Después, con los años, y les juro que todavía me siento joven, me puse a trabajar sobre Final de partida para mi amigo -sí, somos amigos- Eduardo Vasco. En aquella ocasión mi consigna procedía del mismo texto: "No hay nada tan divertido como la desgracia" dice Nell, la madre metida en su cubo de basura. Y por supuesto del chiste del sastre, que cuenta Nagg, el padre metido en su cubo de basura: "Dios hizo el mundo en seis días (...) y usted no tiene narices para hacerme unos pantalones en tres meses." "Pero ¡señor! Mire (gesto despectivo, con asco) el mundo (pausa) y mire (gesto apasionado, con orgullo) ¡mis pantalones!" (Aprecien las acotaciones que coreografían los gestos medidos, como en todo gag). Sí, el mundo es una ruina y nosotros unos fatuos, que seguimos haciendo pantalones "bigger than life". Y sí, somos los pantalones que vestimos. Después me acerco a retirar la cáscara de plátano, pero déjenme que primero me ría; sobre todo cuando la que se ha dado el costalazo soy yo. Estoy hablando de la ficción, que yo, si me caigo, de primeras lloro como todo quisque; y luego con distancia me río... si puedo. Al final de aquel espectáculo de Vasco sentí que alguna gente se daba el costalazo y no podía reírse: eran mis profesores de instituto (¡Ojo!, metáfora), precisamente los que mejor conocían la obra. Bienintencionados ellos. El teatro no debería serlo.

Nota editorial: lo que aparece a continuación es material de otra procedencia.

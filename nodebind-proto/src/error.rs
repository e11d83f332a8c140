//! Error types for the protobuf layer.

use std::path::PathBuf;

use nodebind_schema::SchemaError;
use thiserror::Error;

/// Result type for protobuf operations.
pub type ProtoResult<T> = Result<T, ProtoError>;

#[derive(Debug, Error)]
pub enum ProtoError {
    /// The descriptor set file could not be read.
    #[error("failed to read {}: {source}", path.display())]
    Io {
        path: PathBuf,
        #[source]
        source: std::io::Error,
    },

    /// Bytes are not a valid encoding of the target message.
    #[error("decode error: {0}")]
    Decode(#[from] prost::DecodeError),

    #[error("encode error: {0}")]
    Encode(#[from] prost::EncodeError),

    /// The descriptor set refers to types or files it does not contain.
    #[error("descriptor resolution error: {0}")]
    Resolution(#[from] prost_reflect::DescriptorError),

    #[error("file not found in descriptor set: {0}")]
    FileNotFound(String),

    #[error("message `{name}` not found in file `{file}`")]
    MessageNotFound { file: String, name: String },

    #[error("schema error: {0}")]
    Schema(#[from] SchemaError),
}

La comedia suele ser una sátira de los defectos de un carácter, de un vicio, de un gremio: una cosa más bien sectorial. Lo intolerable de Beckett es que se burla de todo el género humano. Las diferencias entre Vladimir y Estragón, que las hay para que haya un conflicto local, que lo hay, radican en que uno prefiere las zanahorias cuando empieza a comérselas y el otro cuando está a punto de terminarlas. ¿No es gracioso? ¿No les suena?

Dicen los que saben que hay dos tipos de humor: el de los que se ríen de los demás y el de los que se ríen de ellos mismos. El primero es espontáneo; el segundo requiere un cierto aprendizaje (¡ojalá nos lo dieran en el instituto!). Y no hay duda, Beckett da un paso al frente: sus obras más divertidas son aquéllas en las que se ríe de sí mismo, no ya como humano, sino como creador, que viene a ser más importante: relean Astracanada radiofónica. Con Beckett la gente susceptible está plenamente justificada. Es imposible en las obras de Beckett sentir que se está refiriendo a otros, somos nosotros, y nos duele, porque si la comedia pide una modificación de conducta, cuidado, no se le puede pedir a un tullido que deje de serlo. Sólo una cosa más: protejamos a los niños de los que pretenden domesticar a Beckett haciéndolo serio. Déjenlos que se rían. Tal vez así puedan servir para algo más que para darnos la réplica.